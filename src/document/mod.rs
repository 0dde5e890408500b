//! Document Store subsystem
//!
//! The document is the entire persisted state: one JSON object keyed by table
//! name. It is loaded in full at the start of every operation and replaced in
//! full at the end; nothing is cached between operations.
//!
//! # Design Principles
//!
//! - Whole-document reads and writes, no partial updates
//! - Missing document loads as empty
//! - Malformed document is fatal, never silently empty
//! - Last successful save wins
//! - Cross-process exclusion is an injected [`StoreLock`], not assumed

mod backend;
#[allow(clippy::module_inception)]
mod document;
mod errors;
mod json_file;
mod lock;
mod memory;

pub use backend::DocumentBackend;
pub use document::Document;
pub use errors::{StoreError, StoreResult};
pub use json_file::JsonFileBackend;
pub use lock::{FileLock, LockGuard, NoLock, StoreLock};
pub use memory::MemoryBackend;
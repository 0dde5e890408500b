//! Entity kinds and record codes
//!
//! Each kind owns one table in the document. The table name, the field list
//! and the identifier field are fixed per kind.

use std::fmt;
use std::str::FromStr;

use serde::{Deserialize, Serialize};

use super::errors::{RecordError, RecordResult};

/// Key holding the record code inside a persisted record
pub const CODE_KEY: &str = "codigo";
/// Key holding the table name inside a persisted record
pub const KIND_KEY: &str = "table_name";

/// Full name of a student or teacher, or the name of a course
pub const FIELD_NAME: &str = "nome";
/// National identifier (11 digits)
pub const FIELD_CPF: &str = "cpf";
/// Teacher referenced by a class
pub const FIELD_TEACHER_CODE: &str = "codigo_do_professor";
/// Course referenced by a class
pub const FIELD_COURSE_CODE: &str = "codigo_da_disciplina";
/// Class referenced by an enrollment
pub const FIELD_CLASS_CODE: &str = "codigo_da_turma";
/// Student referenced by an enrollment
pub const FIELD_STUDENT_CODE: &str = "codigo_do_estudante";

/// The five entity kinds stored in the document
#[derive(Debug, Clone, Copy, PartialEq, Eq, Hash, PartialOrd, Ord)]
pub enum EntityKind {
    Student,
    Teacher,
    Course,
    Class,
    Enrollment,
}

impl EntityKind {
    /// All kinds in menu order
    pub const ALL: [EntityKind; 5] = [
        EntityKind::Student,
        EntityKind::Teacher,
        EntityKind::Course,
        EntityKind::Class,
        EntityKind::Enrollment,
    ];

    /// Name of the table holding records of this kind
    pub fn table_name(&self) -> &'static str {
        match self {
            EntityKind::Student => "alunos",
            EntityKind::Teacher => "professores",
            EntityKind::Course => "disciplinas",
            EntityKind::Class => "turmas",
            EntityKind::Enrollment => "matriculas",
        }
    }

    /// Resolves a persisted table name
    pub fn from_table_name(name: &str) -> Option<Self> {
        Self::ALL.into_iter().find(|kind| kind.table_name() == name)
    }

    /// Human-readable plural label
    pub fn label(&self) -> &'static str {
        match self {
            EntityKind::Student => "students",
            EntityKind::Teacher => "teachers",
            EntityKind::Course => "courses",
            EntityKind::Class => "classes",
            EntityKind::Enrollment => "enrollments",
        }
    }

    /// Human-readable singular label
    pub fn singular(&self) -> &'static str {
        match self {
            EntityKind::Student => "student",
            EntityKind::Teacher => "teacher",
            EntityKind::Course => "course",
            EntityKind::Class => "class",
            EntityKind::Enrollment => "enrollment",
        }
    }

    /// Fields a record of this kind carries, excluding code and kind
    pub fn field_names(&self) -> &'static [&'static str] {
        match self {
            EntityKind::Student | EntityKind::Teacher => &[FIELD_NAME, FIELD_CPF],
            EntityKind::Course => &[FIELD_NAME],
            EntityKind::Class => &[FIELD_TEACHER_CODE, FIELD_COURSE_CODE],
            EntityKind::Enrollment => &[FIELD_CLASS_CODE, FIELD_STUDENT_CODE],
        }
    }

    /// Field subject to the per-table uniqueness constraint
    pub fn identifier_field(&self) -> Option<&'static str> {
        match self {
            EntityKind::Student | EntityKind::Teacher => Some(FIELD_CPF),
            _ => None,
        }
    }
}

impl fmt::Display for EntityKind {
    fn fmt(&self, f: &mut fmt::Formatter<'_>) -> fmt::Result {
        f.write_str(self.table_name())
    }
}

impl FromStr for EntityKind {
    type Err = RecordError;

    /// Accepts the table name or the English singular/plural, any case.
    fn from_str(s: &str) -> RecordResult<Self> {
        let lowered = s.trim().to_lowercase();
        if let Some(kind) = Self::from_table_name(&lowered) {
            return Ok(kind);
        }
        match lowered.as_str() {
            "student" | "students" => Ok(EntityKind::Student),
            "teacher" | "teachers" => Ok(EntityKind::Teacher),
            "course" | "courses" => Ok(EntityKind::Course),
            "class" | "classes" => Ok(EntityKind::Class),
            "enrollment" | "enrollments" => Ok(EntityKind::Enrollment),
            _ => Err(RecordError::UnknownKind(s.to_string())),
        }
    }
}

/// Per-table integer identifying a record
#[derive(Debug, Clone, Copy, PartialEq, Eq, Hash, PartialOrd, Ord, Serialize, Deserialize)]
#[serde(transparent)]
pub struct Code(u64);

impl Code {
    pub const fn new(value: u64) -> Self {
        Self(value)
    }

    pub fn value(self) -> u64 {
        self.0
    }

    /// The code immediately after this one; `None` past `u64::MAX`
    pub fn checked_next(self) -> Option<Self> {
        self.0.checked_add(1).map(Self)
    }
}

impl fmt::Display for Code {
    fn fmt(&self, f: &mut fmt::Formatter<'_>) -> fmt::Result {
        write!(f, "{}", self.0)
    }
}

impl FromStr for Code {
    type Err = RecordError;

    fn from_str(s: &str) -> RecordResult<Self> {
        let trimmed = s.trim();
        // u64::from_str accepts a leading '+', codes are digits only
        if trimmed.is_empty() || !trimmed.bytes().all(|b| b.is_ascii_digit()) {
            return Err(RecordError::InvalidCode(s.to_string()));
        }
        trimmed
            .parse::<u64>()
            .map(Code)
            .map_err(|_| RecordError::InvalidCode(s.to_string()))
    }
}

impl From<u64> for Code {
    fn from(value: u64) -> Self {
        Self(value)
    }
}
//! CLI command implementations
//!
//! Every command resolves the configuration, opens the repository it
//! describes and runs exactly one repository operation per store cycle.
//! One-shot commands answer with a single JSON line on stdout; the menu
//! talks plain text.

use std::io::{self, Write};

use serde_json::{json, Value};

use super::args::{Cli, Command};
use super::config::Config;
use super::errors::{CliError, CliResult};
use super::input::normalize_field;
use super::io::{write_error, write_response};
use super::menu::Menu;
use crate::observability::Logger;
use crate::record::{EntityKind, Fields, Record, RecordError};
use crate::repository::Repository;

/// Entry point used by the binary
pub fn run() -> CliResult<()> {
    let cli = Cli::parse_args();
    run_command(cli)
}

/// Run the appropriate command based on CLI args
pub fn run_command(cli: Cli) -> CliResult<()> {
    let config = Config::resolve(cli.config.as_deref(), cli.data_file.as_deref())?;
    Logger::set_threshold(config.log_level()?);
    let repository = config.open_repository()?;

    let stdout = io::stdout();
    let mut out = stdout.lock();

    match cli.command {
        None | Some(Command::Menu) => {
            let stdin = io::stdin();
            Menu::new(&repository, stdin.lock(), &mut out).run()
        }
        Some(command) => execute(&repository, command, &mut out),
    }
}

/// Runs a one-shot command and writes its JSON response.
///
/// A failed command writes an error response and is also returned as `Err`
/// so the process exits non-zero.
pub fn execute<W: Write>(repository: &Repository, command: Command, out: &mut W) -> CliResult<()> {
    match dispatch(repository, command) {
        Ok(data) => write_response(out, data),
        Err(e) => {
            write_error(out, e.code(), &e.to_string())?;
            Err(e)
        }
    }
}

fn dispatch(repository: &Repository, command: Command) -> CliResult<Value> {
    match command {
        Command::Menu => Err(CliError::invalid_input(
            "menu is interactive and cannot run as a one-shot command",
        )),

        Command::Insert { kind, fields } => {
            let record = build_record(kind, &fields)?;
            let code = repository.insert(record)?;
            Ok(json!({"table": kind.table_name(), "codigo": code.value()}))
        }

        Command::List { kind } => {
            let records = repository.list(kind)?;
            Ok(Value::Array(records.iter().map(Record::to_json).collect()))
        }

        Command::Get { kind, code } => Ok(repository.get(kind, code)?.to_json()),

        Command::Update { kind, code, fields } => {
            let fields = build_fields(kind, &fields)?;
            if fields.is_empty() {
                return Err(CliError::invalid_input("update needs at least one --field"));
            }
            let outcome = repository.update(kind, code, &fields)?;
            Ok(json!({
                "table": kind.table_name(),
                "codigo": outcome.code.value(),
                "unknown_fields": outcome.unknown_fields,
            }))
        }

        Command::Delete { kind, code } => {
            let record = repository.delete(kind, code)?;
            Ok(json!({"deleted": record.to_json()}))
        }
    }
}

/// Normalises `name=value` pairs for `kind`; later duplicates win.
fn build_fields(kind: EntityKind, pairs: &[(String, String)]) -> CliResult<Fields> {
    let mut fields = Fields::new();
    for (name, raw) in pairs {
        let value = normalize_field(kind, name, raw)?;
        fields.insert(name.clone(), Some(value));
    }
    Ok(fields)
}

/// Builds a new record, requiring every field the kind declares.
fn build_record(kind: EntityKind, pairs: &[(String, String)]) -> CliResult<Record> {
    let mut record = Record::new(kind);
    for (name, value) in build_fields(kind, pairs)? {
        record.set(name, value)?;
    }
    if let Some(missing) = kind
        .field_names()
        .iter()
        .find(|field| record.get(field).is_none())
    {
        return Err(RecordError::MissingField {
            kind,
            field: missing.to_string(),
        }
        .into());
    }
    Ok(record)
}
--
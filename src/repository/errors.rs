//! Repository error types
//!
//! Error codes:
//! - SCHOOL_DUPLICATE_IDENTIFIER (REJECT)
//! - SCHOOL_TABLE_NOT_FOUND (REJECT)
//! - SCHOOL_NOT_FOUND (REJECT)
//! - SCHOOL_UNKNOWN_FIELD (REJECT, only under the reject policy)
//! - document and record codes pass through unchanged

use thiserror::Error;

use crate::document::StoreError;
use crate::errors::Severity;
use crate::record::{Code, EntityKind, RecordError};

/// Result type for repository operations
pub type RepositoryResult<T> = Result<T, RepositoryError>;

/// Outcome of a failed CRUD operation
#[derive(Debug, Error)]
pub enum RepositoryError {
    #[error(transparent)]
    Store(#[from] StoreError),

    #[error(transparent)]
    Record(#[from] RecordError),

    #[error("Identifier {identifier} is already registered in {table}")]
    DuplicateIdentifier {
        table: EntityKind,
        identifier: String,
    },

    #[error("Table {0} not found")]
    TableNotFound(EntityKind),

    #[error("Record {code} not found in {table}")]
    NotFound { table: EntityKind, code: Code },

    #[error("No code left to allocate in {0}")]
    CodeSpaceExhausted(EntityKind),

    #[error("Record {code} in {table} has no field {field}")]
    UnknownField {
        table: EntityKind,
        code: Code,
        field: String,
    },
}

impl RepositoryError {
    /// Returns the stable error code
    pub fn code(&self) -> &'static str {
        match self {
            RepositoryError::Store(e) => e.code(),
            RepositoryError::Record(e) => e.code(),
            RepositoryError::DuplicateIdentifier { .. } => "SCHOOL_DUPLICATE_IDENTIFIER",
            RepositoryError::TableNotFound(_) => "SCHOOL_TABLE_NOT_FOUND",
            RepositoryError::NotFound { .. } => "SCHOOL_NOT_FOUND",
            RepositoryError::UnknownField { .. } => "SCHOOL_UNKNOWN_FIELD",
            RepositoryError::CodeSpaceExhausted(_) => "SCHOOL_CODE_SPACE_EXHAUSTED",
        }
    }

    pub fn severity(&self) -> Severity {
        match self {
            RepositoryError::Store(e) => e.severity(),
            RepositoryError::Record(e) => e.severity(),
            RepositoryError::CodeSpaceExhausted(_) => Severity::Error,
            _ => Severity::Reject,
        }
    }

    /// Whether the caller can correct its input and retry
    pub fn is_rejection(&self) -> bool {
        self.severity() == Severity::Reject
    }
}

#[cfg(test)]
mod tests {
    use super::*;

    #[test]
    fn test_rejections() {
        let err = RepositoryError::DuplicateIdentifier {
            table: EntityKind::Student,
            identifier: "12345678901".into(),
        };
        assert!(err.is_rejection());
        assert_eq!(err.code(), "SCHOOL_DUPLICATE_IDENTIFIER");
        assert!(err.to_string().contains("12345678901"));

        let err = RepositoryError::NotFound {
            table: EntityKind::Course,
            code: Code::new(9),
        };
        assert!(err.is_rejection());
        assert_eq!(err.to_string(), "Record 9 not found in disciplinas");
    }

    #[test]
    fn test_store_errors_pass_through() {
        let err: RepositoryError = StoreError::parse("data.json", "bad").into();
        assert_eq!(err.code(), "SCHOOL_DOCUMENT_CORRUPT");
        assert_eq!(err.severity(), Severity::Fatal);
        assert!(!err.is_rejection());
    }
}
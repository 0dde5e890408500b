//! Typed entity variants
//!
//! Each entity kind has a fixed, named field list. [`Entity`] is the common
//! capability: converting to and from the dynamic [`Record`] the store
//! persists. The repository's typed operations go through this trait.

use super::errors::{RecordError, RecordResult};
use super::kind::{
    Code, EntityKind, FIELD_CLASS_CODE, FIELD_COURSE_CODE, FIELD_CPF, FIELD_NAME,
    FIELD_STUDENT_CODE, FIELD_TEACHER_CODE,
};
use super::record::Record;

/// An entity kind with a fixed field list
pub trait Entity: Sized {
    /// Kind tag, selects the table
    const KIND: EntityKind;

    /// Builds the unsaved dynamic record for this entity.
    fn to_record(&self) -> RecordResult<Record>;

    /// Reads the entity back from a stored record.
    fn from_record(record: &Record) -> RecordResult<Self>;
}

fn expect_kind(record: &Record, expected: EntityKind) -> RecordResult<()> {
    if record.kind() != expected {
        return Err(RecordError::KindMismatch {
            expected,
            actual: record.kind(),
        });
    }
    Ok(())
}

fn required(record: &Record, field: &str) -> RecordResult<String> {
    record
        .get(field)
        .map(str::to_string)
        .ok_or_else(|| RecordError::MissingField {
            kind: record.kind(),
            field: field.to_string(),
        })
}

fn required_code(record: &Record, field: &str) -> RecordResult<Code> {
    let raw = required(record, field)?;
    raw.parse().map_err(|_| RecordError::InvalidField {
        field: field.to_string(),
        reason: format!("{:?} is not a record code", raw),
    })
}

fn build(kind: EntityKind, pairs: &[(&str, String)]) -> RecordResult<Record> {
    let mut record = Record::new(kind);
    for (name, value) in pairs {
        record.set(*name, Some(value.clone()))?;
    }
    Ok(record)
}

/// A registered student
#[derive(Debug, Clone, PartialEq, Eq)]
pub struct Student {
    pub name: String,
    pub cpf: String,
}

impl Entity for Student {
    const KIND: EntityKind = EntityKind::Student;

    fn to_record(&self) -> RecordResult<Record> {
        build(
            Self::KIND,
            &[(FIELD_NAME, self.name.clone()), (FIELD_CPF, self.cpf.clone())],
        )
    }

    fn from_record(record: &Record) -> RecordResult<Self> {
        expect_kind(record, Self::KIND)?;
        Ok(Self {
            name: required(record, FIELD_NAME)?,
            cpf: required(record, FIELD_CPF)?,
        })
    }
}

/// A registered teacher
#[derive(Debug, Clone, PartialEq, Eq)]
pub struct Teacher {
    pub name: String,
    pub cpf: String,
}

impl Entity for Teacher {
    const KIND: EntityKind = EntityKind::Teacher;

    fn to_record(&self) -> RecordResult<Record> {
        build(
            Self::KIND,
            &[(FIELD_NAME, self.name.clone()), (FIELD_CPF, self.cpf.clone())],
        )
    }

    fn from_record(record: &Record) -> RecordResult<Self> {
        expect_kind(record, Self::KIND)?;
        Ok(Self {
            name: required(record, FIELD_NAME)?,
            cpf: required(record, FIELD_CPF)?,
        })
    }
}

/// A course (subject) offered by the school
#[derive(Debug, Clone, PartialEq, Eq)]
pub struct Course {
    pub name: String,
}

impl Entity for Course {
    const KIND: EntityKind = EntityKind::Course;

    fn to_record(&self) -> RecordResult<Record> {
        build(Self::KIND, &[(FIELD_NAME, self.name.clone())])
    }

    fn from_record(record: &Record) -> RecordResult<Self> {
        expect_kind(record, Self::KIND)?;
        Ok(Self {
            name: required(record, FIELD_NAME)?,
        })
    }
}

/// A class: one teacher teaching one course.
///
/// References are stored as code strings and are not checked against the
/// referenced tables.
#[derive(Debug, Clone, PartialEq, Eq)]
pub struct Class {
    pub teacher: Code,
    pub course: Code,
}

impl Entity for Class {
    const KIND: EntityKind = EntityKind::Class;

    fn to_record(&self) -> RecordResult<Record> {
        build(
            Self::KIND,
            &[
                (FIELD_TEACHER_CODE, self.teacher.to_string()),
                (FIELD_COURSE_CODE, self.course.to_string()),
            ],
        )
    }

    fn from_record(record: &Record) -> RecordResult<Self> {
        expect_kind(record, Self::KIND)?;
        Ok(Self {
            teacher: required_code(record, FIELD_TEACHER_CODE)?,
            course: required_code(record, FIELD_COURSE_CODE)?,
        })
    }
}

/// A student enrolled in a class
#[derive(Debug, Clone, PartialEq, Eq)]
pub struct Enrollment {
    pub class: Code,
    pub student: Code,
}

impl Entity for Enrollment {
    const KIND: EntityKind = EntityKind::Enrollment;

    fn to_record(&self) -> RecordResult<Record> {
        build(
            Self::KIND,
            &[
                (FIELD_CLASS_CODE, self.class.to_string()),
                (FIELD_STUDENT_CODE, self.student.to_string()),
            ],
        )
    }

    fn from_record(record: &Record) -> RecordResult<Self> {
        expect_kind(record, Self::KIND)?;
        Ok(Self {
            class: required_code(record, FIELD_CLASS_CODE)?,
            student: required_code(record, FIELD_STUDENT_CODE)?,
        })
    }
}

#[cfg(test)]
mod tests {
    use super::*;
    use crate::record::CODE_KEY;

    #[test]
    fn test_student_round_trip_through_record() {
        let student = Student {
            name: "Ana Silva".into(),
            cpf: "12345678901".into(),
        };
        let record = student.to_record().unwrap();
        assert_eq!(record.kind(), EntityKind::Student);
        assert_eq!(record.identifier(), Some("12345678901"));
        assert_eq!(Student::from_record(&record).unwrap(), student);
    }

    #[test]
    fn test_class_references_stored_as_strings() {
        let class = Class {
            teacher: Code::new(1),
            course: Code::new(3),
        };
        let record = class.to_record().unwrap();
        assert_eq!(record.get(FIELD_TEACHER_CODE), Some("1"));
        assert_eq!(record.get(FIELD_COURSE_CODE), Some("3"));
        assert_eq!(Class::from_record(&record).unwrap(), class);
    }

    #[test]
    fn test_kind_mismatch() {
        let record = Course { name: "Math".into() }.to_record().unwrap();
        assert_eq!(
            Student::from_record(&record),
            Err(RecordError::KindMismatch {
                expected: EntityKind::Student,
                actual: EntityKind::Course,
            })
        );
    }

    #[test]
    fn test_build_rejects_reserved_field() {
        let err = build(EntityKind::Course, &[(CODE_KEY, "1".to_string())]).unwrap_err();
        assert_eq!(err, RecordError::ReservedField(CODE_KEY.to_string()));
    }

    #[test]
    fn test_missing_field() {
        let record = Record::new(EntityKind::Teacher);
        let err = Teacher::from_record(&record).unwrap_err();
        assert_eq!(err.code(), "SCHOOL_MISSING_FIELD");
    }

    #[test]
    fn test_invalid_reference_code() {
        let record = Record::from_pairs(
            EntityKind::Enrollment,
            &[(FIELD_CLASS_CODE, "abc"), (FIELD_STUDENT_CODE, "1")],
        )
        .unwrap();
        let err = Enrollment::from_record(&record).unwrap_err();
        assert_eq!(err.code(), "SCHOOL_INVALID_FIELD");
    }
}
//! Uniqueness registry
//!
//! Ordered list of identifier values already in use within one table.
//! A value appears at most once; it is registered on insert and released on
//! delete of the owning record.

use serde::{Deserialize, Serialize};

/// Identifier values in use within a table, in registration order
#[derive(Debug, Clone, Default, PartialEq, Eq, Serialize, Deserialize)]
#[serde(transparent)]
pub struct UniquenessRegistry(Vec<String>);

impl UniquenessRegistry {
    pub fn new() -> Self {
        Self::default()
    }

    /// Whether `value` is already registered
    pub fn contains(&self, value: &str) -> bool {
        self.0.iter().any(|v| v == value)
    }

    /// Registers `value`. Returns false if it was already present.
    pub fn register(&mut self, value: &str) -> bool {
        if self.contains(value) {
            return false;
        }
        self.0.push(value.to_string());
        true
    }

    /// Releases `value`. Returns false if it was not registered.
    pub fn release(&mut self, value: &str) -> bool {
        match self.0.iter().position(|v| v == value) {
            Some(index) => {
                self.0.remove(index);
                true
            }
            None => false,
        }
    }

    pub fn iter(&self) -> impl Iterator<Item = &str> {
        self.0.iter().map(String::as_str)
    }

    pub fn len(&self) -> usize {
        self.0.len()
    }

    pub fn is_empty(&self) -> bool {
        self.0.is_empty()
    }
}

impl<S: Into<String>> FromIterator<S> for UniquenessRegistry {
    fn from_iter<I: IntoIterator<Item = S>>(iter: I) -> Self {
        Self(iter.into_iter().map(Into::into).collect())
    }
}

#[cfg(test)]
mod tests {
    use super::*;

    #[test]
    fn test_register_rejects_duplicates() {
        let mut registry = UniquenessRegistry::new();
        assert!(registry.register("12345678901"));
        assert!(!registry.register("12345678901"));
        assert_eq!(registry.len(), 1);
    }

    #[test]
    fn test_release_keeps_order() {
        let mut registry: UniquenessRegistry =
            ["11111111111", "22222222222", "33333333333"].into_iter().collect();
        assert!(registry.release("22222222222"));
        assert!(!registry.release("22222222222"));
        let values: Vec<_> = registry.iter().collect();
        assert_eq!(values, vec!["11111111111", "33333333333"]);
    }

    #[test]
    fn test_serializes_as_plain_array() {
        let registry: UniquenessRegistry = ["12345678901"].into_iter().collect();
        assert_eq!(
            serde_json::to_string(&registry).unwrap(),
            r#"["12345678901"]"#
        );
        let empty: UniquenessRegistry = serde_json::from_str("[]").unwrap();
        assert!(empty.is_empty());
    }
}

Goal of the exercise - Copy each line in the listing where "filename" appears.

Task response -
filename src/document/mod.rs
filename src/repository/errors.rs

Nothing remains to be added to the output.